▽

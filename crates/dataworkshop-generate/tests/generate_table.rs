use chrono::NaiveDate;

use dataworkshop_core::{ColumnKind, ColumnSpec, DatasetSpec, EnumValues};
use dataworkshop_generate::{
    GenerateOptions, GeneratedValue, GenerationEngine, GenerationError, GenerationPool,
    generate_rows,
};

fn sample_columns() -> Vec<ColumnSpec> {
    let start = NaiveDate::from_ymd_opt(2024, 1, 1).expect("start date");
    let end = NaiveDate::from_ymd_opt(2024, 12, 31).expect("end date");
    vec![
        ColumnSpec::identifier("id"),
        ColumnSpec::integer("age", 18, 65),
        ColumnSpec::enumeration("status", "A、B"),
        ColumnSpec::date("signup", start, end),
        ColumnSpec::decimal("balance", 0.0, 1000.0),
        ColumnSpec::new("owner", ColumnKind::PersonName { distinct_count: 10 }),
        ColumnSpec::named_sequence("Product", 5),
    ]
}

fn engine_with_seed(seed: u64) -> GenerationEngine {
    GenerationEngine::new(GenerateOptions {
        seed: Some(seed),
        ..GenerateOptions::default()
    })
}

#[test]
fn generates_requested_rows_in_column_order() {
    let dataset = DatasetSpec::new("people", 100, sample_columns());
    let result = engine_with_seed(42).run(&dataset).expect("generation");

    let table = &result.table;
    assert_eq!(table.name, "people");
    assert_eq!(table.row_count(), 100);
    assert_eq!(
        table.columns,
        ["id", "age", "status", "signup", "balance", "owner", "Product"]
    );
    assert!(table.rows.iter().all(|row| row.len() == 7));

    for row in 0..table.row_count() {
        let age = table.value(row, "age").and_then(GeneratedValue::as_i64);
        assert!(matches!(age, Some(18..=65)), "age {age:?}");
        let status = table.value(row, "status").and_then(GeneratedValue::as_str);
        assert!(matches!(status, Some("A" | "B")), "status {status:?}");
    }
}

#[test]
fn report_describes_the_run() {
    let dataset = DatasetSpec::new("people", 50, sample_columns());
    let result = engine_with_seed(9).run(&dataset).expect("generation");
    let report = &result.report;

    assert_eq!(report.seed, 9);
    assert_eq!(report.locale, "en_US");
    assert_eq!(report.rows_requested, 50);
    assert_eq!(report.rows_generated, 50);
    assert_eq!(report.columns, 7);
    assert_eq!(report.null_count, 0);
    assert_eq!(report.provider_usage.get("primitive.int.range"), Some(&50));
    assert_eq!(report.provider_usage.get("pool.person_name"), Some(&50));
    assert_eq!(report.pools.len(), 2);
    assert!(report.pools.iter().any(|pool| pool.column == "Product" && pool.size == 5));
    assert!(report.warnings.is_empty());
}

#[test]
fn row_counts_match_for_edge_sizes() {
    for rows in [0_u64, 1, 5_000] {
        let dataset = DatasetSpec::new("sizes", rows, sample_columns());
        let result = engine_with_seed(1).run(&dataset).expect("generation");
        assert_eq!(result.table.row_count() as u64, rows);
    }
}

#[test]
fn no_columns_yields_empty_rows_and_a_warning() {
    let dataset = DatasetSpec::new("empty", 3, Vec::new());
    let result = engine_with_seed(1).run(&dataset).expect("generation");
    assert_eq!(result.table.row_count(), 3);
    assert!(result.table.rows.iter().all(|row| row.is_empty()));
    assert!(result.report.warnings.iter().any(|issue| issue.code == "no_columns"));
}

#[test]
fn same_seed_reproduces_the_table() {
    let dataset = DatasetSpec::new("repeat", 200, sample_columns());
    let first = engine_with_seed(7).run(&dataset).expect("first run");
    let second = engine_with_seed(7).run(&dataset).expect("second run");
    assert_eq!(first.table, second.table);
    assert_eq!(first.pools, second.pools);
    assert_ne!(first.report.run_id, second.report.run_id);

    let other = engine_with_seed(8).run(&dataset).expect("other run");
    assert_ne!(first.table, other.table);
}

#[test]
fn options_override_document_settings() {
    let mut dataset = DatasetSpec::new("override", 5, sample_columns());
    dataset.seed = Some(1);
    dataset.locale = Some("pt_BR".to_string());

    let from_document = GenerationEngine::default().run(&dataset).expect("document run");
    assert_eq!(from_document.report.seed, 1);
    assert_eq!(from_document.report.locale, "pt_BR");

    let engine = GenerationEngine::new(GenerateOptions {
        seed: Some(2),
        locale: Some("zh_CN".to_string()),
        run_id: Some("fixed-run".to_string()),
        ..GenerateOptions::default()
    });
    let overridden = engine.run(&dataset).expect("overridden run");
    assert_eq!(overridden.report.seed, 2);
    assert_eq!(overridden.report.locale, "zh_CN");
    assert_eq!(overridden.report.run_id, "fixed-run");
}

#[test]
fn duplicate_column_names_are_generated_independently() {
    let columns = vec![
        ColumnSpec::integer("value", 0, 1_000_000),
        ColumnSpec::integer("value", 0, 1_000_000),
    ];
    let dataset = DatasetSpec::new("dupes", 50, columns);
    let result = engine_with_seed(3).run(&dataset).expect("generation");

    assert_eq!(result.table.column_count(), 2);
    let first: Vec<_> = result.table.column_values(0).collect();
    let second: Vec<_> = result.table.column_values(1).collect();
    assert_ne!(first, second);
    assert!(
        result
            .report
            .warnings
            .iter()
            .any(|issue| issue.code == "duplicate_column_name")
    );
}

#[test]
fn invalid_dataset_generates_nothing() {
    let columns = vec![
        ColumnSpec::integer("age", 65, 18),
        ColumnSpec::enumeration("status", " , 、"),
    ];
    let dataset = DatasetSpec::new("broken", 10, columns);
    let err = engine_with_seed(1).run(&dataset).expect_err("validation must fail");

    let report = match err {
        GenerationError::InvalidSpec(report) => report,
        other => panic!("expected InvalidSpec, got {other:?}"),
    };
    let codes = report.error_codes();
    assert!(codes.contains(&"range_inverted"));
    assert!(codes.contains(&"enum_values_empty"));
}

#[test]
fn strict_mode_rejects_warnings() {
    let columns = vec![ColumnSpec::new(
        "signup",
        ColumnKind::Date {
            start_date: None,
            end_date: None,
        },
    )];
    let dataset = DatasetSpec::new("strict", 4, columns);

    let lenient = engine_with_seed(1).run(&dataset).expect("lenient run");
    assert_eq!(lenient.report.null_count, 4);

    let strict = GenerationEngine::new(GenerateOptions {
        seed: Some(1),
        strict: true,
        ..GenerateOptions::default()
    });
    assert!(matches!(
        strict.run(&dataset),
        Err(GenerationError::InvalidSpec(_))
    ));
}

#[test]
fn unsupported_locale_is_rejected() {
    let mut dataset = DatasetSpec::new("locale", 1, sample_columns());
    dataset.locale = Some("fr_FR".to_string());
    assert!(matches!(
        engine_with_seed(1).run(&dataset),
        Err(GenerationError::UnsupportedLocale(locale)) if locale == "fr_FR"
    ));
}

#[test]
fn unvalidated_columns_surface_contract_violations() {
    let pools = GenerationPool::new();

    let missing_min = ColumnSpec::new(
        "age",
        ColumnKind::Integer {
            min: None,
            max: Some(10),
        },
    );
    let err = generate_rows(&[missing_min], &pools, 1, 0).expect_err("missing min");
    assert!(matches!(err, GenerationError::ContractViolation { ref column, .. } if column == "age"));

    let empty_enum = ColumnSpec::new(
        "status",
        ColumnKind::Enum {
            values: EnumValues::List(vec![" ".to_string()]),
        },
    );
    assert!(generate_rows(&[empty_enum], &pools, 1, 0).is_err());

    let unpooled = ColumnSpec::named_sequence("Product", 5);
    let err = generate_rows(&[unpooled], &pools, 1, 0).expect_err("missing pool");
    assert!(matches!(err, GenerationError::ContractViolation { .. }));
}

△

### WHAT NEEDS TO BE DONE
Line count for the word "balance": state how many lines of the listing hold it, and give only that number.

### TASK RESULT
2